09.06.2010, 10:12 Uhr

Sarasin sieht in ihrem Strategieausblick gute Chancen für die so genannten "Nifty Fifty"-Aktien.

Unter den Kontinenten scheint geradezu ein Wettbewerb um das am grössten dimensionierte Rettungsprogramm entbrannt zu sein. Die zögerliche und unentschlossene europäische Variante wirkt wenig beeindruckend im Vergleich mit den US-Bankenrettungsplänen nach der Lehman- Krise oder dem fiskalischen Notfallpaket, das China im letzten Jahr geschnürt hat. Vor diesem Hintergrund kommt der aktuelle Strategieausblick der Sarasin-Gruppe zum Schluss, dass die Wirkung der europäischen Rettungsaktion auf lange Sicht dieselbe sein dürfte: Es wird mehr Geld gedruckt, der Staat mischt sich stärker in die Wirtschaft ein, und die Zinsen bleiben längere Zeit niedrig.

Dagegen erscheint der Unternehmenssektor – der mit Blick auf die Gewinne ein Rekordquartal hinter sich hat, Liquidität in den Bilanzen führt wie seit 50 Jahren nicht mehr und ein Dividendenwachstum deutlich oberhalb der Inflation aufweist – erfreulich stabil und solide. Mit Renditen deutlich oberhalb denen von Unternehmensanleihen und Bilanzen, die vielfach stärker sind als die ihrer Heimatländer, besteht eindeutig die Chance auf eine kräftige Erholung des "Nifty Fifty"-Universums globaler Aktien. Die "Nifty Fifty"-Aktien sind die 50 am stärksten favorisierten Titel von institutionellen Investoren. Unternehmen dieser Gruppe zeichnen sich durch ein kontinuierliches Ertragswachstum und ein hohes Kurs-Gewinn- Verhältnis aus. Als Beispiel können Roche, Cisco und Intel genannt werden.

Guy Monson, Präsident des Investment Policy Committee, sagt: "Wir erleben einen zögerlichen, unsicheren und etwas chaotischen Beginn der auf globaler Ebene erforderlichen Konsolidierung. Die Tatsache, dass er nicht perfekt verläuft, ist aber möglicherweise hilfreich, denn wird der Rotstift zu stark angesetzt, könnte dies die aufkeimende Erholung abwürgen. Die Finanzmärkte werden dies langsam aber sicher erkennen. Die Zinsen werden bei oder nahe Null bleiben, die Anleiherenditen werden in der Nähe japanischer Niveaus verharren und der Euro wird schliesslich wieder seine Wettbewerbsfähigkeit zurückerlangen – kein schlechtes Umfeld für die grössten europäischen Exporteure und die globalen Aktien aus dem 'Nifty Fifty'-Universum. Dies vor allem, wenn der EURO Stoxx 50 Index einen ganzen Prozentpunkt höher rentiert als französische und deutsche Staatsanleihen."
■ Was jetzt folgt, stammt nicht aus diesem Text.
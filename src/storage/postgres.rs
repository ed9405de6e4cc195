//! PostgreSQL storage backend using sqlx.
//!
//! Provides a `PostgresStore` implementation of [`Store`] backed by a
//! PostgreSQL database via `sqlx::PgPool`.
//!
//! # Feature flag
//!
//! This module is gated behind the `postgres` feature flag:
//! ```toml
//! [dependencies]
//! billet-rs = { version = "0.1", features = ["postgres"] }
//! ```
//!
//! # Schema
//!
//! Two tables, matching the layout the actions were written against:
//! `invoices(id, customer_id, amount, status, date)` and
//! `customers(id, name, email, image_url)`. Email uniqueness is deliberately
//! *not* a column constraint; the action layer checks it before writing.
//!
//! All statements bind their values with `$n` placeholders; no value is ever
//! concatenated into SQL text.

use crate::entities::{Customer, Invoice, InvoiceStatus};
use crate::storage::Store;
use anyhow::{Result, anyhow};
use async_trait::async_trait;
use chrono::NaiveDate;
use sqlx::PgPool;
use uuid::Uuid;

// ---------------------------------------------------------------------------
// Schema management
// ---------------------------------------------------------------------------

/// Apply the required tables (idempotent). Safe to call on every startup.
pub async fn ensure_schema(pool: &PgPool) -> Result<()> {
    sqlx::query(
        "CREATE TABLE IF NOT EXISTS customers (
            id UUID NOT NULL PRIMARY KEY,
            name VARCHAR(255) NOT NULL,
            email VARCHAR(255) NOT NULL,
            image_url VARCHAR(255) NULL
        )",
    )
    .execute(pool)
    .await
    .map_err(|e| anyhow!("Failed to create customers table: {}", e))?;

    sqlx::query(
        "CREATE TABLE IF NOT EXISTS invoices (
            id UUID NOT NULL PRIMARY KEY,
            customer_id UUID NOT NULL,
            amount BIGINT NOT NULL,
            status VARCHAR(16) NOT NULL,
            date DATE NOT NULL
        )",
    )
    .execute(pool)
    .await
    .map_err(|e| anyhow!("Failed to create invoices table: {}", e))?;

    Ok(())
}

// ---------------------------------------------------------------------------
// PostgresStore
// ---------------------------------------------------------------------------

/// Store implementation backed by PostgreSQL.
#[derive(Clone, Debug)]
pub struct PostgresStore {
    pool: PgPool,
}

impl PostgresStore {
    pub fn new(pool: PgPool) -> Self {
        Self { pool }
    }

    pub fn pool(&self) -> &PgPool {
        &self.pool
    }

    fn row_to_invoice(row: (Uuid, Uuid, i64, String, NaiveDate)) -> Result<Invoice> {
        let (id, customer_id, amount, status, date) = row;
        let status = status
            .parse::<InvoiceStatus>()
            .map_err(|e| anyhow!("Invalid status in invoices row {}: {}", id, e))?;
        Ok(Invoice {
            id,
            customer_id,
            amount,
            status,
            date,
        })
    }
}

#[async_trait]
impl Store for PostgresStore {
    async fn insert_invoice(&self, invoice: Invoice) -> Result<Invoice> {
        sqlx::query(
            "INSERT INTO invoices (id, customer_id, amount, status, date)
             VALUES ($1, $2, $3, $4, $5)",
        )
        .bind(invoice.id)
        .bind(invoice.customer_id)
        .bind(invoice.amount)
        .bind(invoice.status.as_str())
        .bind(invoice.date)
        .execute(&self.pool)
        .await
        .map_err(|e| anyhow!("Failed to insert invoice: {}", e))?;

        Ok(invoice)
    }

    async fn update_invoice(
        &self,
        id: &Uuid,
        customer_id: &Uuid,
        amount: i64,
        status: InvoiceStatus,
    ) -> Result<()> {
        let result = sqlx::query(
            "UPDATE invoices SET customer_id = $1, amount = $2, status = $3 WHERE id = $4",
        )
        .bind(customer_id)
        .bind(amount)
        .bind(status.as_str())
        .bind(id)
        .execute(&self.pool)
        .await
        .map_err(|e| anyhow!("Failed to update invoice {}: {}", id, e))?;

        if result.rows_affected() == 0 {
            return Err(anyhow!("Invoice {} not found", id));
        }

        Ok(())
    }

    async fn delete_invoice(&self, id: &Uuid) -> Result<()> {
        sqlx::query("DELETE FROM invoices WHERE id = $1")
            .bind(id)
            .execute(&self.pool)
            .await
            .map_err(|e| anyhow!("Failed to delete invoice {}: {}", id, e))?;

        Ok(())
    }

    async fn get_invoice(&self, id: &Uuid) -> Result<Option<Invoice>> {
        let row = sqlx::query_as::<_, (Uuid, Uuid, i64, String, NaiveDate)>(
            "SELECT id, customer_id, amount, status, date FROM invoices WHERE id = $1",
        )
        .bind(id)
        .fetch_optional(&self.pool)
        .await
        .map_err(|e| anyhow!("Failed to fetch invoice {}: {}", id, e))?;

        row.map(Self::row_to_invoice).transpose()
    }

    async fn list_invoices(&self) -> Result<Vec<Invoice>> {
        let rows = sqlx::query_as::<_, (Uuid, Uuid, i64, String, NaiveDate)>(
            "SELECT id, customer_id, amount, status, date FROM invoices ORDER BY date DESC",
        )
        .fetch_all(&self.pool)
        .await
        .map_err(|e| anyhow!("Failed to list invoices: {}", e))?;

        rows.into_iter().map(Self::row_to_invoice).collect()
    }

    async fn insert_customer(&self, customer: Customer) -> Result<Customer> {
        sqlx::query("INSERT INTO customers (id, name, email, image_url) VALUES ($1, $2, $3, $4)")
            .bind(customer.id)
            .bind(&customer.name)
            .bind(&customer.email)
            .bind(&customer.image_url)
            .execute(&self.pool)
            .await
            .map_err(|e| anyhow!("Failed to insert customer: {}", e))?;

        Ok(customer)
    }

    async fn update_customer(&self, id: &Uuid, name: &str, email: &str) -> Result<()> {
        let result = sqlx::query("UPDATE customers SET name = $1, email = $2 WHERE id = $3")
            .bind(name)
            .bind(email)
            .bind(id)
            .execute(&self.pool)
            .await
            .map_err(|e| anyhow!("Failed to update customer {}: {}", id, e))?;

        if result.rows_affected() == 0 {
            return Err(anyhow!("Customer {} not found", id));
        }

        Ok(())
    }

    async fn delete_customer(&self, id: &Uuid) -> Result<()> {
        sqlx::query("DELETE FROM customers WHERE id = $1")
            .bind(id)
            .execute(&self.pool)
            .await
            .map_err(|e| anyhow!("Failed to delete customer {}: {}", id, e))?;

        Ok(())
    }

    async fn get_customer(&self, id: &Uuid) -> Result<Option<Customer>> {
        let row = sqlx::query_as::<_, (Uuid, String, String, Option<String>)>(
            "SELECT id, name, email, image_url FROM customers WHERE id = $1",
        )
        .bind(id)
        .fetch_optional(&self.pool)
        .await
        .map_err(|e| anyhow!("Failed to fetch customer {}: {}", id, e))?;

        Ok(row.map(|(id, name, email, image_url)| Customer {
            id,
            name,
            email,
            image_url,
        }))
    }

    async fn list_customers(&self) -> Result<Vec<Customer>> {
        let rows = sqlx::query_as::<_, (Uuid, String, String, Option<String>)>(
            "SELECT id, name, email, image_url FROM customers ORDER BY name",
        )
        .fetch_all(&self.pool)
        .await
        .map_err(|e| anyhow!("Failed to list customers: {}", e))?;

        Ok(rows
            .into_iter()
            .map(|(id, name, email, image_url)| Customer {
                id,
                name,
                email,
                image_url,
            })
            .collect())
    }

    async fn email_taken(&self, email: &str, exclude: Option<&Uuid>) -> Result<bool> {
        let taken = match exclude {
            Some(id) => {
                sqlx::query_scalar::<_, bool>(
                    "SELECT EXISTS(SELECT 1 FROM customers WHERE email = $1 AND id <> $2)",
                )
                .bind(email)
                .bind(id)
                .fetch_one(&self.pool)
                .await
            }
            None => {
                sqlx::query_scalar::<_, bool>(
                    "SELECT EXISTS(SELECT 1 FROM customers WHERE email = $1)",
                )
                .bind(email)
                .fetch_one(&self.pool)
                .await
            }
        }
        .map_err(|e| anyhow!("Failed to check email uniqueness: {}", e))?;

        Ok(taken)
    }

    async fn customer_has_invoices(&self, customer_id: &Uuid) -> Result<bool> {
        sqlx::query_scalar::<_, bool>(
            "SELECT EXISTS(SELECT 1 FROM invoices WHERE customer_id = $1)",
        )
        .bind(customer_id)
        .fetch_one(&self.pool)
        .await
        .map_err(|e| anyhow!("Failed to check invoice references: {}", e))
    }
}
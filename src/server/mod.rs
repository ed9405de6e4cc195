//! HTTP surface for the action layer

pub mod handlers;
pub mod router;

pub use handlers::{AppState, OutcomeResponse};
pub use router::build_router;

use anyhow::{Context, Result};
use axum::Router;
use tracing_subscriber::EnvFilter;

/// Initialize tracing with an env-filtered subscriber.
///
/// Call once at startup; respects `RUST_LOG`.
pub fn init_tracing() {
    tracing_subscriber::fmt()
        .with_env_filter(EnvFilter::try_from_default_env().unwrap_or_else(|_| "info".into()))
        .init();
}

/// Bind `addr` and serve the router until the process is stopped.
pub async fn serve(addr: &str, router: Router) -> Result<()> {
    let listener = tokio::net::TcpListener::bind(addr)
        .await
        .with_context(|| format!("failed to bind {addr}"))?;
    tracing::info!(%addr, "listening");
    axum::serve(listener, router).await?;
    Ok(())
}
Burkhard Varnholt, Chief Investment Officer, dazu: "Die europäischen Aktienmärkte erscheinen derzeit trotz der anhaltenden fiskalischen Konsolidierung besonders günstig, was auf den schwächeren Euro, das stärkere internationale Wachstum und niedrigere Bewertungen zurückzuführen ist. Gleichwohl ist weiter Vorsicht geboten, denn das Risiko einer sich selbst erfüllenden Prophezeiung ist nach wie vor erhöht: Ein Zusammenbruch der Aktienmärkte aufgrund von Sorgen über eine globale Verlangsamung verursacht eine Eintrübung des Geschäftsklimas und letztlich einen Rückgang der globalen Aktivität. Wir sind der Meinung, dass sich Rettungsmassnahmen, die von Interventionen der Notenbanken begleitet werden, letztendlich als wirkungsvoll erweisen. Im Falle Europas dürfte es jedoch – in Anbetracht politischer und längerfristiger Solvenzprobleme sowie der ungewöhnlich vehementen Kritik aus Wissenschaft und Wirtschaft – einige Zeit dauern, die Märkte davon zu überzeugen."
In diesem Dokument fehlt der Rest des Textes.